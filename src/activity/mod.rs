//! Activity log
//!
//! Records one timestamped entry per market-data outcome. Two interchangeable
//! backends implement [`ActivityLog`]:
//! - [`MemoryActivityLog`]: fixed-capacity ring buffer (oldest evicted first)
//! - [`FileActivityLog`]: durable append-only JSON-lines file
//!
//! Appends never fail from the caller's point of view.

pub mod file;
pub mod memory;

use std::fmt;
use std::str::FromStr;
use std::sync::Arc;

use chrono::{DateTime, SecondsFormat, Utc};
use serde::{Deserialize, Serialize};

pub use file::FileActivityLog;
pub use memory::MemoryActivityLog;

/// Smallest number of entries `read_recent` returns
pub const MIN_RECENT_LIMIT: i64 = 1;

/// Largest number of entries `read_recent` returns
pub const MAX_RECENT_LIMIT: i64 = 100;

/// Severity of an activity entry
#[derive(Debug, Clone, Copy, PartialEq, Eq, Serialize, Deserialize)]
#[serde(rename_all = "lowercase")]
pub enum LogLevel {
    Info,
    Error,
}

impl fmt::Display for LogLevel {
    fn fmt(&self, f: &mut fmt::Formatter<'_>) -> fmt::Result {
        match self {
            LogLevel::Info => write!(f, "INFO"),
            LogLevel::Error => write!(f, "ERROR"),
        }
    }
}

/// A single activity record
#[derive(Debug, Clone, PartialEq, Eq, Serialize, Deserialize)]
pub struct LogEntry {
    pub timestamp: DateTime<Utc>,
    pub level: LogLevel,
    pub message: String,
}

impl LogEntry {
    pub fn new(level: LogLevel, message: impl Into<String>) -> Self {
        Self {
            timestamp: Utc::now(),
            level,
            message: message.into(),
        }
    }

    pub fn info(message: impl Into<String>) -> Self {
        Self::new(LogLevel::Info, message)
    }

    pub fn error(message: impl Into<String>) -> Self {
        Self::new(LogLevel::Error, message)
    }
}

impl fmt::Display for LogEntry {
    fn fmt(&self, f: &mut fmt::Formatter<'_>) -> fmt::Result {
        write!(
            f,
            "{} [{}] {}",
            self.timestamp.to_rfc3339_opts(SecondsFormat::Millis, true),
            self.level,
            self.message
        )
    }
}

/// Clamp a caller-supplied limit into `[1, 100]`
pub fn clamp_limit(limit: i64) -> usize {
    limit.clamp(MIN_RECENT_LIMIT, MAX_RECENT_LIMIT) as usize
}

/// Render entries one per line, oldest first
pub fn render_entries(entries: &[LogEntry]) -> String {
    entries
        .iter()
        .map(|entry| entry.to_string())
        .collect::<Vec<_>>()
        .join("\n")
}

/// Append/read contract shared by every backend
pub trait ActivityLog: Send + Sync {
    /// Append an entry. Backend failures are swallowed.
    fn append(&self, entry: LogEntry);

    /// All retained entries in insertion order
    fn read_all(&self) -> Vec<LogEntry>;

    /// At most `clamp_limit(limit)` most-recent entries, oldest first
    fn read_recent(&self, limit: i64) -> Vec<LogEntry> {
        let mut entries = self.read_all();
        let keep = clamp_limit(limit);
        if entries.len() > keep {
            entries.drain(..entries.len() - keep);
        }
        entries
    }

    fn info(&self, message: String) {
        mirror(LogLevel::Info, &message);
        self.append(LogEntry::info(message));
    }

    fn error(&self, message: String) {
        mirror(LogLevel::Error, &message);
        self.append(LogEntry::error(message));
    }

    /// Whether `append`/`read_all` perform blocking I/O
    fn is_blocking(&self) -> bool {
        false
    }
}

fn mirror(level: LogLevel, message: &str) {
    match level {
        LogLevel::Info => tracing::info!("{}", message),
        LogLevel::Error => tracing::error!("{}", message),
    }
}

/// Append from async code
///
/// Blocking backends run on the blocking pool; the entry is written before
/// this returns.
pub async fn record(log: &Arc<dyn ActivityLog>, level: LogLevel, message: String) {
    mirror(level, &message);
    let entry = LogEntry::new(level, message);

    if !log.is_blocking() {
        log.append(entry);
        return;
    }

    let log = Arc::clone(log);
    if let Err(e) = tokio::task::spawn_blocking(move || log.append(entry)).await {
        tracing::warn!("Activity log append task failed: {}", e);
    }
}

/// `read_all` from async code
pub async fn read_all(log: &Arc<dyn ActivityLog>) -> Vec<LogEntry> {
    if !log.is_blocking() {
        return log.read_all();
    }

    let log = Arc::clone(log);
    tokio::task::spawn_blocking(move || log.read_all())
        .await
        .unwrap_or_else(|e| {
            tracing::warn!("Activity log read task failed: {}", e);
            Vec::new()
        })
}

/// `read_recent` from async code
pub async fn read_recent(log: &Arc<dyn ActivityLog>, limit: i64) -> Vec<LogEntry> {
    if !log.is_blocking() {
        return log.read_recent(limit);
    }

    let log = Arc::clone(log);
    tokio::task::spawn_blocking(move || log.read_recent(limit))
        .await
        .unwrap_or_else(|e| {
            tracing::warn!("Activity log read task failed: {}", e);
            Vec::new()
        })
}

/// Which backend to construct
#[derive(Debug, Clone, Copy, PartialEq, Eq)]
pub enum LogBackend {
    /// Durable append-only file
    File,
    /// Bounded in-memory ring buffer
    Memory,
}

impl LogBackend {
    /// Build the backend; `path` is only used by [`LogBackend::File`]
    pub fn build(self, path: impl Into<std::path::PathBuf>) -> Arc<dyn ActivityLog> {
        match self {
            LogBackend::File => Arc::new(FileActivityLog::new(path)),
            LogBackend::Memory => Arc::new(MemoryActivityLog::default()),
        }
    }
}

impl FromStr for LogBackend {
    type Err = String;

    fn from_str(s: &str) -> Result<Self, Self::Err> {
        match s.trim().to_lowercase().as_str() {
            "file" => Ok(LogBackend::File),
            "memory" => Ok(LogBackend::Memory),
            other => Err(format!(
                "Invalid log backend '{}': expected 'file' or 'memory'",
                other
            )),
        }
    }
}

#[cfg(test)]
mod tests {
    use super::*;

    #[test]
    fn test_clamp_limit() {
        assert_eq!(clamp_limit(0), 1);
        assert_eq!(clamp_limit(-5), 1);
        assert_eq!(clamp_limit(1), 1);
        assert_eq!(clamp_limit(50), 50);
        assert_eq!(clamp_limit(100), 100);
        assert_eq!(clamp_limit(101), 100);
        assert_eq!(clamp_limit(i64::MAX), 100);
    }

    #[test]
    fn test_entry_display() {
        let entry = LogEntry {
            timestamp: DateTime::parse_from_rfc3339("2024-05-01T12:00:00Z")
                .unwrap()
                .with_timezone(&Utc),
            level: LogLevel::Error,
            message: "Error getting price for BTCUSDT: 404 not found".to_string(),
        };

        assert_eq!(
            entry.to_string(),
            "2024-05-01T12:00:00.000Z [ERROR] Error getting price for BTCUSDT: 404 not found"
        );
    }

    #[test]
    fn test_log_backend_from_str() {
        assert_eq!("file".parse::<LogBackend>().unwrap(), LogBackend::File);
        assert_eq!("Memory".parse::<LogBackend>().unwrap(), LogBackend::Memory);
        assert!("redis".parse::<LogBackend>().is_err());
    }

    #[tokio::test]
    async fn test_record_on_blocking_backend() {
        let dir = tempfile::tempdir().unwrap();
        let log = LogBackend::File.build(dir.path().join("activity.log"));
        assert!(log.is_blocking());

        for i in 0..3 {
            record(&log, LogLevel::Info, format!("entry {}", i)).await;
        }
        record(&log, LogLevel::Error, "failed".to_string()).await;

        let entries = read_all(&log).await;
        assert_eq!(entries.len(), 4);
        assert_eq!(entries[3].level, LogLevel::Error);

        let recent = read_recent(&log, 2).await;
        assert_eq!(recent.len(), 2);
        assert_eq!(recent[0].message, "entry 2");
    }

    #[tokio::test]
    async fn test_record_on_memory_backend() {
        let log = LogBackend::Memory.build("unused");
        assert!(!log.is_blocking());

        record(&log, LogLevel::Info, "hello".to_string()).await;
        assert_eq!(read_recent(&log, 0).await[0].message, "hello");
    }

    #[test]
    fn test_render_entries() {
        let entries = vec![LogEntry::info("first"), LogEntry::info("second")];
        let rendered = render_entries(&entries);
        let lines: Vec<&str> = rendered.lines().collect();
        assert_eq!(lines.len(), 2);
        assert!(lines[0].ends_with("[INFO] first"));
        assert!(lines[1].ends_with("[INFO] second"));
    }
}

* * * * * * *

> [Task description]
Each line of the listing that includes the word "getting" counts once; give the total as a single number.

> [Expected output]
2